Depuis près d'une semaine maintenant, j'ai décidé de quitter le Parti Socialiste pour adhérer au Parti de Gauche. C'est un choix de raison, un choix lucide et réaliste. Il faut un électrochoc à la Gauche, dans l'intérêt des salariés, dans l'intérêt de la République. Je ne peux pas accepter de voir détruire ainsi par la droite et le MEDEF, et pour leur seul bénéfice, tout ce qui protège et nourrit les êtres humains qui composent la collectivité républicaine, européenne et mondiale sans réagir.

Englué dans des considérations purement électorales, dans la paranoïa, les votes bloqués, les débats truqués, sans idéal, avec, pour seul moteur militant encore en état, l'unique exigence de renouvellement des cadres sans aucune réflexion politique, le Parti Socialiste Français n'est plus un outil de transformation sociale au service des salariés. Recevoir avec les honneurs la vice présidente du SPD (allemand), qui gouverne dans son pays avec la droite, lors de l'adoption de sa déclaration de principe, et compter à cette occasion deux fois plus de voix "pour" qu'il n'y avait de délégués dans la salle, voilà tout ce dont le PS était encore capable il y a quelques mois avec les mêmes dirigeants qu'aujourd'hui.

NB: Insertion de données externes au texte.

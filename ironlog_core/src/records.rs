//! Personal records: storage seam and PR detection.
//!
//! Records are append-only. The current PR for (user, lift, reps) is the
//! record with the highest weight; ties keep the earliest. Only manual
//! entries may ever be deleted, and only by their owner.

use crate::store::Database;
use crate::types::{validate_reps, validate_weight};
use crate::{Error, PersonalRecord, RecordSource, Result, SetType};
use chrono::{DateTime, Utc};
use serde::{Deserialize, Serialize};
use std::collections::BTreeMap;
use uuid::Uuid;

/// Storage seam for personal records
pub trait RecordStore {
    /// Every stored record, in insertion order
    fn records(&self) -> &[PersonalRecord];

    fn append_record(&mut self, record: PersonalRecord) -> Result<()>;

    /// Remove a record by id; ownership is checked by the caller
    fn remove_record(&mut self, record_id: Uuid) -> Option<PersonalRecord>;

    /// Current best for an exact (lift, reps) pair
    fn current_best(&self, user_id: &str, lift_id: &str, reps: u32) -> Option<&PersonalRecord> {
        let mut best: Option<&PersonalRecord> = None;
        for record in self
            .records()
            .iter()
            .filter(|r| r.user_id == user_id && r.lift_id == lift_id && r.reps == reps)
        {
            best = match best {
                Some(b) if record.weight > b.weight => Some(record),
                Some(b) if record.weight == b.weight && record.date < b.date => Some(record),
                None => Some(record),
                keep => keep,
            };
        }
        best
    }

    /// Every record for a lift, oldest first
    fn records_for(&self, user_id: &str, lift_id: &str) -> Vec<PersonalRecord> {
        let mut records: Vec<_> = self
            .records()
            .iter()
            .filter(|r| r.user_id == user_id && r.lift_id == lift_id)
            .cloned()
            .collect();
        records.sort_by_key(|r| r.date);
        records
    }

    /// The current PR at every rep count for a lift, ascending reps
    fn bests_by_reps(&self, user_id: &str, lift_id: &str) -> Vec<PersonalRecord> {
        let mut reps: Vec<u32> = self
            .records()
            .iter()
            .filter(|r| r.user_id == user_id && r.lift_id == lift_id)
            .map(|r| r.reps)
            .collect();
        reps.sort_unstable();
        reps.dedup();
        reps.into_iter()
            .filter_map(|n| self.current_best(user_id, lift_id, n).cloned())
            .collect()
    }
}

impl RecordStore for Database {
    fn records(&self) -> &[PersonalRecord] {
        &self.records
    }

    fn append_record(&mut self, record: PersonalRecord) -> Result<()> {
        validate_weight(record.weight)?;
        validate_reps(record.reps)?;
        self.records.push(record);
        Ok(())
    }

    fn remove_record(&mut self, record_id: Uuid) -> Option<PersonalRecord> {
        let idx = self.records.iter().position(|r| r.id == record_id)?;
        Some(self.records.remove(idx))
    }
}

/// In-memory record store, handy for embedding and tests
#[derive(Clone, Debug, Default)]
pub struct MemoryRecordStore {
    records: Vec<PersonalRecord>,
}

impl RecordStore for MemoryRecordStore {
    fn records(&self) -> &[PersonalRecord] {
        &self.records
    }

    fn append_record(&mut self, record: PersonalRecord) -> Result<()> {
        validate_weight(record.weight)?;
        validate_reps(record.reps)?;
        self.records.push(record);
        Ok(())
    }

    fn remove_record(&mut self, record_id: Uuid) -> Option<PersonalRecord> {
        let idx = self.records.iter().position(|r| r.id == record_id)?;
        Some(self.records.remove(idx))
    }
}

/// Epley estimate, rounded to one decimal; a single equals its weight
pub fn estimated_one_rep_max(weight: f64, reps: u32) -> f64 {
    if reps <= 1 {
        return weight;
    }
    let estimate = weight * (1.0 + f64::from(reps) / 30.0);
    (estimate * 10.0).round() / 10.0
}

/// A logged set offered to the PR detector
#[derive(Clone, Debug)]
pub struct PrCandidate<'a> {
    pub user_id: &'a str,
    pub lift_id: &'a str,
    pub weight: f64,
    pub reps: u32,
    pub session_set_id: Option<Uuid>,
    pub date: DateTime<Utc>,
}

/// Outcome of a PR check
#[derive(Clone, Copy, Debug, Serialize, Deserialize, PartialEq)]
pub struct PrCheck {
    pub is_pr: bool,
    pub previous_best: Option<f64>,
}

/// Compare a set against the current best and append a record if it wins
///
/// A PR needs no prior record for (lift, reps) or a strictly greater
/// weight. Call this inside the same transaction as the read so two
/// submissions cannot both see "no existing best".
pub fn check_and_record_pr<S: RecordStore + ?Sized>(
    store: &mut S,
    candidate: &PrCandidate<'_>,
) -> Result<PrCheck> {
    validate_weight(candidate.weight)?;
    validate_reps(candidate.reps)?;

    let previous_best = store
        .current_best(candidate.user_id, candidate.lift_id, candidate.reps)
        .map(|r| r.weight);

    let is_pr = match previous_best {
        None => true,
        Some(best) => candidate.weight > best,
    };

    if !is_pr {
        return Ok(PrCheck {
            is_pr,
            previous_best,
        });
    }

    store.append_record(PersonalRecord {
        id: Uuid::new_v4(),
        user_id: candidate.user_id.into(),
        lift_id: candidate.lift_id.into(),
        weight: candidate.weight,
        reps: candidate.reps,
        estimated_one_rep_max: estimated_one_rep_max(candidate.weight, candidate.reps),
        date: candidate.date,
        source: RecordSource::Session,
        session_set_id: candidate.session_set_id,
    })?;

    tracing::info!(
        "New PR for {} on {}: {} x {} (previous {:?})",
        candidate.user_id,
        candidate.lift_id,
        candidate.weight,
        candidate.reps,
        previous_best
    );

    Ok(PrCheck {
        is_pr,
        previous_best,
    })
}

/// PR check gated on set type; warmups, backoffs and dropsets yield `None`
pub fn check_set<S: RecordStore + ?Sized>(
    store: &mut S,
    set_type: SetType,
    candidate: &PrCandidate<'_>,
) -> Result<Option<PrCheck>> {
    if !set_type.counts_toward_records() {
        return Ok(None);
    }
    check_and_record_pr(store, candidate).map(Some)
}

/// Append a record entered by hand or from a competition result
pub fn record_manual<S: RecordStore + ?Sized>(
    store: &mut S,
    user_id: &str,
    lift_id: &str,
    weight: f64,
    reps: u32,
    source: RecordSource,
    date: DateTime<Utc>,
) -> Result<PersonalRecord> {
    if source == RecordSource::Session {
        return Err(Error::Validation(
            "session records are created by logging sets".into(),
        ));
    }
    let record = PersonalRecord {
        id: Uuid::new_v4(),
        user_id: user_id.into(),
        lift_id: lift_id.into(),
        weight,
        reps,
        estimated_one_rep_max: estimated_one_rep_max(weight, reps),
        date,
        source,
        session_set_id: None,
    };
    store.append_record(record.clone())?;
    tracing::info!(
        "Recorded {} entry for {} on {}: {} x {}",
        source,
        user_id,
        lift_id,
        weight,
        reps
    );
    Ok(record)
}

/// Delete a manual entry owned by the lifter
pub fn delete_manual_record<S: RecordStore + ?Sized>(
    store: &mut S,
    user_id: &str,
    record_id: Uuid,
) -> Result<PersonalRecord> {
    let source = store
        .records()
        .iter()
        .find(|r| r.id == record_id && r.user_id == user_id)
        .map(|r| r.source)
        .ok_or_else(|| Error::not_found("record", record_id))?;

    if source != RecordSource::Manual {
        return Err(Error::Validation(format!(
            "only manual records can be deleted, {} is a {} record",
            record_id, source
        )));
    }

    store
        .remove_record(record_id)
        .ok_or_else(|| Error::not_found("record", record_id))
}

/// Drop session records produced by a set that has since been undone
pub fn retract_set_records<S: RecordStore + ?Sized>(
    store: &mut S,
    user_id: &str,
    session_set_id: Uuid,
) -> usize {
    let ids: Vec<Uuid> = store
        .records()
        .iter()
        .filter(|r| {
            r.user_id == user_id
                && r.source == RecordSource::Session
                && r.session_set_id == Some(session_set_id)
        })
        .map(|r| r.id)
        .collect();
    for id in &ids {
        store.remove_record(*id);
    }
    if !ids.is_empty() {
        tracing::info!("Retracted {} record(s) for undone set {}", ids.len(), session_set_id);
    }
    ids.len()
}

/// Records grouped by provenance
pub fn classify_by_source<S: RecordStore + ?Sized>(
    store: &S,
    user_id: &str,
) -> BTreeMap<String, Vec<PersonalRecord>> {
    let mut groups: BTreeMap<String, Vec<PersonalRecord>> = BTreeMap::new();
    for record in store.records().iter().filter(|r| r.user_id == user_id) {
        groups
            .entry(record.source.to_string())
            .or_default()
            .push(record.clone());
    }
    groups
}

Je veux participer à une véritable stratégie de résistance qui rende visible et lisible aux citoyen-ne-s européen-ne-s un projet de société altermondialiste, multilatéral, républicain, laïque, écologiste et féministe. La rémunération des actionnaires empêche les services publics, la sécurité sociale, les salaires, le développement durable et la démocratie. Je veux un projet de société dans lequel l'économie est au service de l'humain et contrôlée démocratiquement. Je veux un printemps de Prague sans les chars "soviétiques". Je veux un Allende sans le 11 septembre 1973. Je veux la République Sociale.